Männliche Huren. So hatte Zac sie mal beschrieben. Ich wusste nicht mehr genau wann es war, wahrscheinlich sogar am ersten oder zweiten Tag, wo ich bei ihnen war. Sie waren Schlimmer. Huren würde nicht ausreichen um diese Psychopathen zu beschreiben. Mir selbst fiel nicht einmal ein Wort ein, was ansatzweise ihre kaltherzige und manipulative Art wirklich beschreiben konnte.

"Was beschäftigt dich denn so?" Ich sah von der weichen Decke auf, in die Teddybraunen Augen.

Was mache ich hier?

"Meine Freiheit."

"Aber du bist doch frei, wieso denkst du denn dann darüber nach?"

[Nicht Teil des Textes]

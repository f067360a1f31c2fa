use serde::{Deserialize, Serialize};

#[derive(Debug, Clone, Serialize, Deserialize)]
pub struct Config {
    pub database: DatabaseConfig,
    pub api_server: ServerConfig,
    pub track_server: ServerConfig,
    pub tracking: TrackingConfig,
}

#[derive(Debug, Clone, Serialize, Deserialize)]
pub struct DatabaseConfig {
    pub backend: DatabaseBackend,
    pub url: String,
    pub max_connections: u32,
}

#[derive(Debug, Clone, Serialize, Deserialize)]
#[serde(rename_all = "lowercase")]
pub enum DatabaseBackend {
    Sqlite,
    Postgres,
}

#[derive(Debug, Clone, Serialize, Deserialize)]
pub struct ServerConfig {
    pub host: String,
    pub port: u16,
}

/// How far to trust proxy-supplied client address headers
#[derive(Debug, Clone, Copy, PartialEq, Eq, Serialize, Deserialize)]
#[serde(rename_all = "lowercase")]
pub enum TrustedProxyMode {
    /// Always use the socket remote address
    None,
    /// Validate Forwarded / X-Forwarded-For against the trust settings
    Standard,
    /// Use the CF-Connecting-IP header
    Cloudflare,
}

#[derive(Debug, Clone, Serialize, Deserialize)]
pub struct TrackingConfig {
    pub trusted_proxy_mode: TrustedProxyMode,

    /// CIDR ranges of proxies whose forwarding headers are trusted
    pub trusted_proxies: Vec<String>,

    /// Fixed number of trusted proxies in front of the service; takes
    /// precedence over the CIDR list when set
    pub num_trusted_proxies: Option<usize>,

    /// Truncate stored addresses to a network prefix (IPv4 /24, IPv6 /48)
    pub ip_anonymization: bool,

    /// Interval between batch flushes of buffered visits
    pub flush_interval_secs: u64,

    /// Capacity of the in-memory visit channel
    pub buffer_capacity: usize,
}

impl Config {
    pub fn from_env() -> anyhow::Result<Self> {
        dotenvy::dotenv().ok();

        let backend_str =
            std::env::var("DATABASE_BACKEND").unwrap_or_else(|_| "sqlite".to_string());

        let backend = match backend_str.to_lowercase().as_str() {
            "postgres" | "postgresql" => DatabaseBackend::Postgres,
            _ => DatabaseBackend::Sqlite,
        };

        let database_url =
            std::env::var("DATABASE_URL").unwrap_or_else(|_| "sqlite://./tally.db".to_string());

        let max_connections = std::env::var("DATABASE_MAX_CONNECTIONS")
            .ok()
            .and_then(|v| v.parse::<u32>().ok())
            .unwrap_or(5);

        let api_host = std::env::var("API_HOST").unwrap_or_else(|_| "127.0.0.1".to_string());
        let api_port = std::env::var("API_PORT")
            .unwrap_or_else(|_| "8080".to_string())
            .parse::<u16>()?;

        let track_host = std::env::var("TRACK_HOST").unwrap_or_else(|_| "127.0.0.1".to_string());
        let track_port = std::env::var("TRACK_PORT")
            .unwrap_or_else(|_| "3000".to_string())
            .parse::<u16>()?;

        let trusted_proxy_mode = match std::env::var("TRUSTED_PROXY_MODE")
            .unwrap_or_else(|_| "none".to_string())
            .to_lowercase()
            .as_str()
        {
            "standard" => TrustedProxyMode::Standard,
            "cloudflare" => TrustedProxyMode::Cloudflare,
            "none" => TrustedProxyMode::None,
            other => {
                tracing::warn!(
                    "Unknown TRUSTED_PROXY_MODE '{other}', falling back to 'none'. Supported values: none, standard, cloudflare"
                );
                TrustedProxyMode::None
            }
        };

        let trusted_proxies = std::env::var("TRUSTED_PROXIES")
            .map(|v| {
                v.split(',')
                    .map(|s| s.trim().to_string())
                    .filter(|s| !s.is_empty())
                    .collect()
            })
            .unwrap_or_default();

        let num_trusted_proxies = std::env::var("NUM_TRUSTED_PROXIES")
            .ok()
            .and_then(|v| v.parse::<usize>().ok());

        let ip_anonymization = std::env::var("IP_ANONYMIZATION")
            .map(|v| matches!(v.to_lowercase().as_str(), "true" | "1" | "yes"))
            .unwrap_or(false);

        let flush_interval_secs = std::env::var("FLUSH_INTERVAL_SECS")
            .ok()
            .and_then(|v| v.parse::<u64>().ok())
            .unwrap_or(10);

        let buffer_capacity = std::env::var("VISIT_BUFFER_CAPACITY")
            .ok()
            .and_then(|v| v.parse::<usize>().ok())
            .unwrap_or(100_000);

        Ok(Config {
            database: DatabaseConfig {
                backend,
                url: database_url,
                max_connections,
            },
            api_server: ServerConfig {
                host: api_host,
                port: api_port,
            },
            track_server: ServerConfig {
                host: track_host,
                port: track_port,
            },
            tracking: TrackingConfig {
                trusted_proxy_mode,
                trusted_proxies,
                num_trusted_proxies,
                ip_anonymization,
                flush_interval_secs,
                buffer_capacity,
            },
        })
    }
}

Ich sah müde aus, meine Augen trüb, als wäre ich komplett abgetreten, als wäre ich gar nicht im hier und jetzt. Ich wusste welche Worte mich erwarten könnten, ich kannte Logan und wusste, wie glaubhaft er mir seine Ansicht zu meiner Wirklichkeit werden lasssen konnte.

"Ach Nichts." Ich befreite mich aus der Decke und entfernte mich. Aiden stand im Türrahmen zum Balkon und drehte sich zu uns um, als er merkte, dass ich aufstand um zu gehen.

"Kleine?" Ich hörte nicht auf ihn, ging einfach nach oben in mein Zimmer und legte mich ins Bett.

Wenn ich jetzt aufgebe, könnte ich mir vielleicht einiges an Schmerz ersparen. Doch ich wollte es nicht. Ich wollte nicht nach ihrer Pfeiffe tanzen und alles aufgeben, was ich hatte. Mein Herz schmerzte viel zu sehr bei den Gedanken, sie fühlte sich so leer an, dass ich mich fragte, ob ich vielleicht nichts weiter als eine Marionette bin, die gegen den Willen ihres Schöpfers ein eigenes Denken angefangen hat.

"Ich mag es nicht, wenn man mich ignoriert." Er war mir also hinterhergekommen.

"Ich mag mag nicht hier sein." Die Worte kamen nur schwer heraus, in meinen Hals hatte sich ein riesen Knoten entwickelt.

"Wir wissen beide, dass das nicht die Wahrheit ist." Das Bett gab nach, als Aiden sich setzte.

Was nun? Ich könnte ihn verärgern, inden ich ihn meine Wahrheit ins Gesicht schrie, doch ich wollte nicht wissen, was mich erwarten würde, immerhin war er bestimmt noch von heute morgen etwas angefressen. Ich machte mich klein, rollte mich nur mehr zusammen. Ich konnte ihn vor Angst nicht einmal wiedersprechen.

"Lass mich bitte alleine." Kyle hatte mir vorhin auch nicht Ruhe gegönnt.

Aiden wäre aber nicht Aiden, wenn er einfach so auf eine kleine Bitte hören würde. Statt zu gehen, setzte er sich nun richtig neben mich und fing an mir durchs Haar zu streichen.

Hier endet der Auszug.